Government’s Energy Saving Targets Need More Work, Leading UK Industry Group Says

The Electricity Demand Reduction Programme, a proposal put into motion by energy and climate change secretary Ed Davy, has recently come under fire from some of Britain’s chief industrial companies. The main objective of the proposal is to reduce household utility bills by saving energy but is now receiving heavy criticism and seems set to fail. 

 

Among the detractors are the Association for the Conservation of Energy (whose affiliates include E-ON, Honeywell, the Green Alliance and the World Wildlife Foundation). The ACE recently wrote to Davy expressing their concerns.

 

“We feel that your department continues to treat electricity saving as a low priority, and fear it will miss the opportunity to reduce the UK's electricity bills. We would urge you to aim higher and use the energy bill to create a step change in the UK's energy efficiency," they write. The main focus of their critique seems to centre around the ‘capacity mechanism’ Ed Davywhich is when large companies such as hospitals and businesses actually get paid to provide a backup energy supply or reduce their energy usage to an agreed level. ACE and its many influential followers have argued that these proposed methods are too complex and difficult for smaller companies to adhere to and have instead urged the government to consider a ‘feed-in tariff’.

 

Feed in-tariffs are currently widely adopted by solar panel users and bill-payers are rewarded for generating their own electricity. These tariffs are good news for electric radiator users and could go some way in offsetting the cost to heating a home through the winter.
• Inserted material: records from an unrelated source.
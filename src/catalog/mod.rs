//! Material catalog
//!
//! Read-only reference data: materials, sound sources and educational
//! concepts. Lookups preserve declaration order.

mod builtin;
mod material;
mod source;

pub use material::{Material, MaterialCategory, Swatch};
pub use source::{EducationalConcept, SoundSource};

use crate::error::{QuietRoomError, Result};

/// Static catalog of everything a student can pick from
#[derive(Debug, Clone)]
pub struct Catalog {
    materials: Vec<Material>,
    sources: Vec<SoundSource>,
    concepts: Vec<EducationalConcept>,
}

impl Catalog {
    /// Create a catalog from custom data
    pub fn new(
        materials: Vec<Material>,
        sources: Vec<SoundSource>,
        concepts: Vec<EducationalConcept>,
    ) -> Self {
        Self {
            materials,
            sources,
            concepts,
        }
    }

    /// The catalog shipped with QuietRoom
    pub fn builtin() -> Self {
        Self::new(builtin::materials(), builtin::sound_sources(), builtin::concepts())
    }

    pub fn materials(&self) -> &[Material] {
        &self.materials
    }

    /// Materials of one category, in catalog order
    pub fn materials_by_category(&self, category: MaterialCategory) -> Vec<&Material> {
        self.materials
            .iter()
            .filter(|m| m.category == category)
            .collect()
    }

    pub fn material(&self, id: &str) -> Option<&Material> {
        self.materials.iter().find(|m| m.id == id)
    }

    /// Look up a material and check it belongs to `category`
    pub fn material_in(&self, category: MaterialCategory, id: &str) -> Result<&Material> {
        let material = self.material(id).ok_or_else(|| QuietRoomError::UnknownMaterial {
            id: id.to_string(),
        })?;

        if material.category != category {
            return Err(QuietRoomError::WrongCategory {
                id: id.to_string(),
                expected: category.to_string(),
                actual: material.category.to_string(),
            });
        }

        Ok(material)
    }

    pub fn sound_sources(&self) -> &[SoundSource] {
        &self.sources
    }

    pub fn sound_source(&self, id: &str) -> Result<&SoundSource> {
        self.sources
            .iter()
            .find(|s| s.id == id)
            .ok_or_else(|| QuietRoomError::UnknownSource { id: id.to_string() })
    }

    /// Source a fresh configuration starts with (the first declared)
    pub fn default_source(&self) -> Option<&SoundSource> {
        self.sources.first()
    }

    pub fn concepts(&self) -> &[EducationalConcept] {
        &self.concepts
    }
}

impl Default for Catalog {
    fn default() -> Self {
        Self::builtin()
    }
}

#[cfg(test)]
mod tests {
    use super::*;
    use test_case::test_case;

    #[test_case(MaterialCategory::WallLayer, &["drywall_std", "drywall_sound", "mlv", "plywood", "brick"])]
    #[test_case(MaterialCategory::Insulation, &["air", "fiberglass", "rockwool", "egg_cartons"])]
    #[test_case(MaterialCategory::Window, &["single_glass", "double_glass", "laminated_glass"])]
    #[test_case(MaterialCategory::Door, &["hollow_door", "solid_wood", "steel_acoustic"])]
    fn test_materials_by_category_in_catalog_order(category: MaterialCategory, expected: &[&str]) {
        let catalog = Catalog::builtin();
        let ids: Vec<&str> = catalog
            .materials_by_category(category)
            .iter()
            .map(|m| m.id.as_str())
            .collect();
        assert_eq!(ids, expected);
    }

    #[test]
    fn test_lookup_is_stable_across_calls() {
        let catalog = Catalog::builtin();
        let first = catalog.materials_by_category(MaterialCategory::WallLayer);
        let second = catalog.materials_by_category(MaterialCategory::WallLayer);
        assert_eq!(first, second);
    }

    #[test]
    fn test_empty_category_yields_nothing() {
        let catalog = Catalog::new(
            builtin::materials()
                .into_iter()
                .filter(|m| m.category != MaterialCategory::Window)
                .collect(),
            builtin::sound_sources(),
            Vec::new(),
        );
        assert!(catalog.materials_by_category(MaterialCategory::Window).is_empty());
        assert_eq!(catalog.materials_by_category(MaterialCategory::Door).len(), 3);
    }

    #[test]
    fn test_material_in_checks_category() {
        let catalog = Catalog::builtin();
        assert!(catalog.material_in(MaterialCategory::WallLayer, "brick").is_ok());

        let err = catalog
            .material_in(MaterialCategory::Door, "brick")
            .unwrap_err();
        assert_eq!(err.error_code(), "WRONG_CATEGORY");

        let err = catalog
            .material_in(MaterialCategory::Door, "cardboard")
            .unwrap_err();
        assert_eq!(err.error_code(), "UNKNOWN_MATERIAL");
    }

    #[test]
    fn test_default_source_is_drums() {
        let catalog = Catalog::builtin();
        let source = catalog.default_source().unwrap();
        assert_eq!(source.id, "drums");
        assert_eq!(source.decibels, 110);
        assert_eq!(catalog.sound_sources().len(), 4);
        assert_eq!(catalog.concepts().len(), 4);
    }

    #[test]
    fn test_only_egg_cartons_are_flagged() {
        let catalog = Catalog::builtin();
        let flagged: Vec<&str> = catalog
            .materials()
            .iter()
            .filter(|m| m.misconception)
            .map(|m| m.id.as_str())
            .collect();
        assert_eq!(flagged, vec!["egg_cartons"]);
    }
}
In a nutshell, ACE wants Davy to reward people actively producing and using their own electricity, rather than throwing money at those who simply use less, giving confidence to those who may consider investing and moving into the energy saving market. Davy’s proposed programme also involves a complex ‘bidding’ system which rewards a company for hitting its own energy saving targets within a specific time frame, but this only serves reinforce ACE’s implication that the proposal is overly and needlessly complex.

 

 

Green Alliance went on record as saying, “The Department of Energy and Climate Change isn't applying the same reforming zeal to reducing energy bills as it is to supporting new power stations. The government is missing the biggest opportunity in a generation to create a new market for electricity saving and stimulate a new wave of business activity." Which sums up ACE’s position rather well also. It seems that government reform is too heavily geared towards generating more energy but not incentivising other businesses to do the same, which is an opportunity missed and an inefficient way of passing savings on to the consumer.

 

Sustainable Development Manager at the Co-op went on to add, “As a business that has reduced its own emissions by over 40% in the last six years we're acutely aware of the potential that energy efficiency offers. The energy bill needs to go much further in offering incentives for businesses across the UK to save energy, rather than blindly paying for spare capacity in new power stations.”

 

Furthermore, research carried out by the Green Alliance and its partners illustrated that a reduction in demand of this scale in the US lead to only 3% of money saved being reinvested in energy efficiency programmes. Their research also showed that feed-in-tariffs which have been trialled in the US have led to reduced consumer bills and, more importantly, driven industry innovations in energy efficiency.